Morris was given his first-team debut on New Year's Day, 1906, in a Second
Division fixture at Blackpool. He did well enough in the 3-0 victory and
figured in each of the eight games that followed though he pulled up no
trees. The comment in the Leeds Mercury after the 17 February defeat
of Port Vale was pretty typical: 'At half-back, J Morris, in his quiet,
unassuming style, got through a great deal of work.' Just when he seemed to have established a place in the City side, Morris'
season was ended on 24 February at Barnsley. The Mercury: 'Early
in the match, Morris received injuries both to the knee and ankle, and
for twenty minutes before the interval he was off the field. Subsequently
he returned, but he was to all intents and purposes a passenger, for he
could not assist in checking the movement of the dashing Barnsley forwards.'
It was a cruel blow for a youngster who was desperately keen to make a
future for himself in a game he loved. Happily, City retained Morris for the
following campaign and he had high hopes that he would yet make a
real fist of his opportunity. The selection committee found a place for
him in the opening game against Bradford City, though he was asked to
switch over to right-half. But this was by no means a happy return - Flaneur
reported for the Leeds Mercury on a less than satisfactory display
by the entire half-back line of Morris, John George
and Jimmy Kennedy: 'The half-back line
was the worst department. Morris and George changed places in the second
half, but neither this couple nor Kennedy showed such form as characterised
the opposition. There was an entire lack of combination between them and
their forwards.' Nevertheless, it was a combination of George, Morris and Wilson that
created the opening for Jack Lavery to equalise in the last five minutes
with 'a low, slow shot' which caught the goalkeeper napping. This was
no mean feat as the keeper in question was the legendary Willie 'Fatty'
Foulke. Matters had not been helped when the luckless Morris sustained another
injury in the game and had to limp through the second half. He gave way
to George in the next match with Fred Walker returning at centre-half.

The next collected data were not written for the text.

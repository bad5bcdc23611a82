// ABOUTME: Environment module for managing variable bindings and lexical scopes

use crate::value::Value;
use std::cell::RefCell;
use std::collections::HashMap;
use std::rc::Rc;

/// A single lexical scope: a map of bindings plus an optional parent scope.
/// Scopes chain from the innermost block out to the globals.
#[derive(Debug)]
pub struct Environment {
    bindings: RefCell<HashMap<String, Value>>,
    parent: Option<Rc<Environment>>,
}

impl Environment {
    /// Creates a new global environment with no parent.
    pub fn new() -> Rc<Self> {
        Rc::new(Environment {
            bindings: RefCell::new(HashMap::new()),
            parent: None,
        })
    }

    /// Creates a new child environment enclosed by a parent.
    pub fn with_parent(parent: Rc<Environment>) -> Rc<Self> {
        Rc::new(Environment {
            bindings: RefCell::new(HashMap::new()),
            parent: Some(parent),
        })
    }

    /// Defines a binding in THIS scope (doesn't walk the parent chain).
    /// Redefining an existing name replaces it.
    pub fn define(&self, name: String, value: Value) {
        self.bindings.borrow_mut().insert(name, value);
    }

    /// Looks up a name in this scope and parent scopes recursively. Only
    /// unresolved (global) references take this path; resolved locals go
    /// through `get_at`.
    pub fn get(&self, name: &str) -> Option<Value> {
        if let Some(value) = self.bindings.borrow().get(name) {
            return Some(value.clone());
        }

        if let Some(ref parent) = self.parent {
            return parent.get(name);
        }

        None
    }

    /// Updates an existing binding here or in a parent scope. Returns false
    /// when the name is not bound anywhere in the chain.
    pub fn assign(&self, name: &str, value: Value) -> bool {
        if self.bindings.borrow().contains_key(name) {
            self.bindings.borrow_mut().insert(name.to_string(), value);
            return true;
        }

        if let Some(ref parent) = self.parent {
            return parent.assign(name, value);
        }

        false
    }

    /// The scope exactly `depth` hops up the parent chain.
    pub fn ancestor(environment: &Rc<Environment>, depth: usize) -> Option<Rc<Environment>> {
        let mut current = environment.clone();
        for _ in 0..depth {
            let parent = current.parent.clone()?;
            current = parent;
        }
        Some(current)
    }

    /// Reads a binding from the scope exactly `depth` hops up, without
    /// walking past it.
    pub fn get_at(environment: &Rc<Environment>, depth: usize, name: &str) -> Option<Value> {
        let ancestor = Self::ancestor(environment, depth)?;
        let value = ancestor.bindings.borrow().get(name).cloned();
        value
    }

    /// Writes a binding into the scope exactly `depth` hops up. Returns
    /// false when the chain is shorter than `depth`.
    pub fn assign_at(
        environment: &Rc<Environment>,
        depth: usize,
        name: &str,
        value: Value,
    ) -> bool {
        match Self::ancestor(environment, depth) {
            Some(ancestor) => {
                ancestor.bindings.borrow_mut().insert(name.to_string(), value);
                true
            }
            None => false,
        }
    }
}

City's long-term solution was to instate Fred
Hargraves at right-half and he filled the berth for the remainder
of the season. The injury to Morris was more serious than initially thought and he spent
the rest of the season on the sidelines. At the end of the season, he
was given the news he had long been dreading - he would not be retained
by the club. He dropped into non-league football with Heckmondwike but
a year later signed for the newly-formed . His time there was not particularly
successful and he moved on to Mirfield United in November 1909. Morris
joined Wath Athletic in October 1910 and remained with them until the
outbreak of war, when he enlisted for the Army. He saw action in Mesopotamia (modern-day Iraq) during a four-year conflict
between the Allied Forces and the Turks, who were aligned with the Germans.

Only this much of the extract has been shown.